The entries must be retyped exactly, down to the last line.
───── Available data ─────
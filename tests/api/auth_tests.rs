//! Bearer Extractor Tests

use axum::http::StatusCode;
use chrono::Duration;

use delta_server::presentation::authenticate_handshake;
use delta_server::shared::error::AppError;

use crate::common::{assert_unauthorized, body_json, TestApp, ME, PASSWORD};

#[tokio::test]
async fn test_valid_token_resolves_subject() {
    let app = TestApp::new();
    let (user, token) = app.register("alice").await;

    let response = app.get_auth(ME, &token).await;

    assert_eq!(response.status(), StatusCode::OK);
    let body = body_json(response).await;
    assert_eq!(body["id"], user.id.as_str());
    assert_eq!(body["handle"], "alice.delta.noro.cc");
    assert!(body.get("password_hash").is_none());
}

#[tokio::test]
async fn test_missing_header_is_unauthorized() {
    let app = TestApp::new();

    assert_unauthorized(app.get(ME).await).await;
}

#[tokio::test]
async fn test_garbage_token_is_unauthorized() {
    let app = TestApp::new();
    app.register("alice").await;

    assert_unauthorized(app.get_auth(ME, "v1.garbage").await).await;
}

#[tokio::test]
async fn test_revoked_token_is_unauthorized() {
    let app = TestApp::new();
    let (user, token) = app.register("alice").await;
    app.accounts
        .change_password(&user.id, PASSWORD, "a brand new password")
        .await
        .unwrap();

    assert_unauthorized(app.get_auth(ME, &token).await).await;
}

#[tokio::test]
async fn test_expired_token_is_unauthorized() {
    let app = TestApp::new();
    let (_, token) = app.register("alice").await;

    app.clock.advance(Duration::days(365));

    assert_unauthorized(app.get_auth(ME, &token).await).await;
}

#[tokio::test]
async fn test_rejections_share_one_body() {
    let app = TestApp::new();
    let (user, token) = app.register("alice").await;
    app.accounts
        .change_password(&user.id, PASSWORD, "a brand new password")
        .await
        .unwrap();

    let revoked = body_json(app.get_auth(ME, &token).await).await;
    let malformed = body_json(app.get_auth(ME, "v1.AAAA").await).await;

    assert_eq!(revoked, malformed);
}

#[tokio::test]
async fn test_unavailable_key_store_is_not_a_rejection() {
    let app = TestApp::new();
    let (_, token) = app.register("alice").await;

    app.key_repo.set_unavailable(true);
    let response = app.get_auth(ME, &token).await;

    assert_eq!(response.status(), StatusCode::SERVICE_UNAVAILABLE);
}

#[tokio::test]
async fn test_handshake_accepts_bare_and_bearer_forms() {
    let app = TestApp::new();
    let (user, token) = app.register("alice").await;

    let bare = authenticate_handshake(app.auth.as_ref(), &token).await.unwrap();
    let bearer = authenticate_handshake(app.auth.as_ref(), &format!("Bearer {}", token))
        .await
        .unwrap();

    assert_eq!(bare.id, user.id);
    assert_eq!(bearer.id, user.id);
}

#[tokio::test]
async fn test_handshake_rejects_empty_credential() {
    let app = TestApp::new();

    let err = authenticate_handshake(app.auth.as_ref(), "  ").await.unwrap_err();

    assert!(matches!(err, AppError::Unauthorized(_)));
}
─────
Output of the exercise:
filename tests/api/auth_tests.rs
//! Bearer Extractor Tests

use axum::http::StatusCode;
use chrono::Duration;

use delta_server::presentation::authenticate_handshake;
use delta_server::shared::error::AppError;

use crate::common::{assert_unauthorized, body_json, TestApp, ME, PASSWORD};

#[tokio::test]
async fn test_valid_token_resolves_subject() {
    let app = TestApp::new();
    let (user, token) = app.register("alice").await;

    let response = app.get_auth(ME, &token).await;

    assert_eq!(response.status(), StatusCode::OK);
    let body = body_json(response).await;
    assert_eq!(body["id"], user.id.as_str());
    assert_eq!(body["handle"], "alice.delta.noro.cc");
    assert!(body.get("password_hash").is_none());
}

#[tokio::test]
async fn test_missing_header_is_unauthorized() {
    let app = TestApp::new();

    assert_unauthorized(app.get(ME).await).await;
}

#[tokio::test]
async fn test_garbage_token_is_unauthorized() {
    let app = TestApp::new();
    app.register("alice").await;

    assert_unauthorized(app.get_auth(ME, "v1.garbage").await).await;
}

#[tokio::test]
async fn test_revoked_token_is_unauthorized() {
    let app = TestApp::new();
    let (user, token) = app.register("alice").await;
    app.accounts
        .change_password(&user.id, PASSWORD, "a brand new password")
        .await
        .unwrap();

    assert_unauthorized(app.get_auth(ME, &token).await).await;
}

#[tokio::test]
async fn test_expired_token_is_unauthorized() {
    let app = TestApp::new();
    let (_, token) = app.register("alice").await;

    app.clock.advance(Duration::days(365));

    assert_unauthorized(app.get_auth(ME, &token).await).await;
}

#[tokio::test]
async fn test_rejections_share_one_body() {
    let app = TestApp::new();
    let (user, token) = app.register("alice").await;
    app.accounts
        .change_password(&user.id, PASSWORD, "a brand new password")
        .await
        .unwrap();

    let revoked = body_json(app.get_auth(ME, &token).await).await;
    let malformed = body_json(app.get_auth(ME, "v1.AAAA").await).await;

    assert_eq!(revoked, malformed);
}

#[tokio::test]
async fn test_unavailable_key_store_is_not_a_rejection() {
    let app = TestApp::new();
    let (_, token) = app.register("alice").await;

    app.key_repo.set_unavailable(true);
    let response = app.get_auth(ME, &token).await;

    assert_eq!(response.status(), StatusCode::SERVICE_UNAVAILABLE);
}

#[tokio::test]
async fn test_handshake_accepts_bare_and_bearer_forms() {
    let app = TestApp::new();
    let (user, token) = app.register("alice").await;

    let bare = authenticate_handshake(app.auth.as_ref(), &token).await.unwrap();
    let bearer = authenticate_handshake(app.auth.as_ref(), &format!("Bearer {}", token))
        .await
        .unwrap();

    assert_eq!(bare.id, user.id);
    assert_eq!(bearer.id, user.id);
}

#[tokio::test]
async fn test_handshake_rejects_empty_credential() {
    let app = TestApp::new();

    let err = authenticate_handshake(app.auth.as_ref(), "  ").await.unwrap_err();

    assert!(matches!(err, AppError::Unauthorized(_)));
}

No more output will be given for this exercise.